_WORK INSTRUCTION:_
In how many lines of the records does "failed" appear? Answer with one number.

_SOURCE RECORDS:_
%%

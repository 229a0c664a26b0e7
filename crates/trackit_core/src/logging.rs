//! Core logging bootstrap and safety policy.
//!
//! # Responsibility
//! - Initialize file-based rolling logs exactly once per process.
//! - Emit stable, metadata-only diagnostic events from core.
//!
//! # Invariants
//! - Logging init is idempotent for the same level and directory.
//! - Logging initialization must not panic.
//! - Re-initialization with a different level or directory is rejected.
//! - Log lines carry IDs and counts, never schedule titles or notice text.

use flexi_logger::{Cleanup, Criterion, FileSpec, Logger, LoggerHandle, Naming, WriteMode};
use log::{error, info};
use once_cell::sync::OnceCell;
use std::path::{Path, PathBuf};

const LOG_FILE_BASENAME: &str = "trackit";
const MAX_LOG_FILE_SIZE_BYTES: u64 = 5 * 1024 * 1024;
const MAX_LOG_FILES: usize = 3;
const MAX_PANIC_PAYLOAD_CHARS: usize = 160;

static LOGGING_STATE: OnceCell<LoggingState> = OnceCell::new();
static PANIC_HOOK_INSTALLED: OnceCell<()> = OnceCell::new();

struct LoggingState {
    level: &'static str,
    log_dir: PathBuf,
    _logger: LoggerHandle,
}

impl LoggingState {
    fn ensure_matches(&self, level: &str, log_dir: &Path) -> Result<(), String> {
        if self.log_dir != log_dir {
            return Err(format!(
                "logging already initialized at `{}`; refusing to switch to `{}`",
                self.log_dir.display(),
                log_dir.display()
            ));
        }
        if self.level != level {
            return Err(format!(
                "logging already initialized with level `{}`; refusing to switch to `{}`",
                self.level, level
            ));
        }
        Ok(())
    }
}

/// Initializes core logging with level and directory.
///
/// # Errors
/// - Returns an error when `level` is unsupported.
/// - Returns an error when `log_dir` is empty, non-absolute, or cannot be created.
/// - Returns an error when logging is already active with another level or
///   directory.
/// - Returns an error when logger backend setup fails.
pub fn init_logging(level: &str, log_dir: &str) -> Result<(), String> {
    let level = normalize_level(level)?;
    let log_dir = normalize_log_dir(log_dir)?;

    if let Some(state) = LOGGING_STATE.get() {
        return state.ensure_matches(level, &log_dir);
    }

    let state = LOGGING_STATE.get_or_try_init(|| start_logger(level, &log_dir))?;
    // A concurrent caller may have won the race with another config.
    state.ensure_matches(level, &log_dir)
}

/// Returns `(level, log_dir)` when logging is active.
pub fn logging_status() -> Option<(&'static str, PathBuf)> {
    LOGGING_STATE
        .get()
        .map(|state| (state.level, state.log_dir.clone()))
}

/// Returns `debug` for debug builds and `info` for release builds.
pub fn default_log_level() -> &'static str {
    if cfg!(debug_assertions) {
        "debug"
    } else {
        "info"
    }
}

fn start_logger(level: &'static str, log_dir: &Path) -> Result<LoggingState, String> {
    std::fs::create_dir_all(log_dir).map_err(|err| {
        format!(
            "failed to create log directory `{}`: {err}",
            log_dir.display()
        )
    })?;

    let logger = Logger::try_with_str(level)
        .map_err(|err| format!("invalid log level `{level}`: {err}"))?
        .log_to_file(
            FileSpec::default()
                .directory(log_dir)
                .basename(LOG_FILE_BASENAME),
        )
        .rotate(
            Criterion::Size(MAX_LOG_FILE_SIZE_BYTES),
            Naming::Numbers,
            Cleanup::KeepLogFiles(MAX_LOG_FILES),
        )
        .write_mode(WriteMode::BufferAndFlush)
        .append()
        .format_for_files(flexi_logger::detailed_format)
        .start()
        .map_err(|err| format!("failed to start logger: {err}"))?;

    install_panic_hook_once();

    info!(
        "event=app_start module=core status=ok platform={} build_mode={} version={}",
        std::env::consts::OS,
        build_mode(),
        env!("CARGO_PKG_VERSION")
    );
    info!(
        "event=core_init module=core status=ok level={} log_dir={}",
        level,
        log_dir.display()
    );

    Ok(LoggingState {
        level,
        log_dir: log_dir.to_path_buf(),
        _logger: logger,
    })
}

fn normalize_level(level: &str) -> Result<&'static str, String> {
    match level.trim().to_ascii_lowercase().as_str() {
        "trace" => Ok("trace"),
        "debug" => Ok("debug"),
        "info" => Ok("info"),
        "warn" | "warning" => Ok("warn"),
        "error" => Ok("error"),
        other => Err(format!(
            "unsupported log level `{other}`; expected trace|debug|info|warn|error"
        )),
    }
}

fn normalize_log_dir(log_dir: &str) -> Result<PathBuf, String> {
    let trimmed = log_dir.trim();
    if trimmed.is_empty() {
        return Err("log_dir cannot be empty".to_string());
    }
    let path = Path::new(trimmed);
    if !path.is_absolute() {
        return Err(format!("log_dir must be an absolute path, got `{trimmed}`"));
    }
    Ok(path.to_path_buf())
}

fn build_mode() -> &'static str {
    if cfg!(debug_assertions) {
        "debug"
    } else {
        "release"
    }
}

fn install_panic_hook_once() {
    if PANIC_HOOK_INSTALLED.set(()).is_err() {
        return;
    }

    let previous_hook = std::panic::take_hook();
    std::panic::set_hook(Box::new(move |panic_info| {
        // Payload may echo user input; sanitize and cap before logging.
        let location = panic_info
            .location()
            .map(|loc| format!("{}:{}", loc.file(), loc.line()))
            .unwrap_or_else(|| "unknown".to_string());
        let payload = panic_payload_summary(panic_info);
        error!(
            "event=panic_captured module=core status=error location={} payload={}",
            location, payload
        );
        previous_hook(panic_info);
    }));
}

fn panic_payload_summary(info: &std::panic::PanicHookInfo<'_>) -> String {
    let payload = if let Some(message) = info.payload().downcast_ref::<&str>() {
        (*message).to_string()
    } else if let Some(message) = info.payload().downcast_ref::<String>() {
        message.clone()
    } else {
        "non-string panic payload".to_string()
    };

    sanitize_message(&payload, MAX_PANIC_PAYLOAD_CHARS)
}

fn sanitize_message(value: &str, max_chars: usize) -> String {
    let normalized = value.replace(['\n', '\r'], " ");
    let mut truncated = normalized.chars().take(max_chars).collect::<String>();
    if normalized.chars().count() > max_chars {
        truncated.push_str("...");
    }
    truncated
}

%%

_COMPLETED TASK:_
2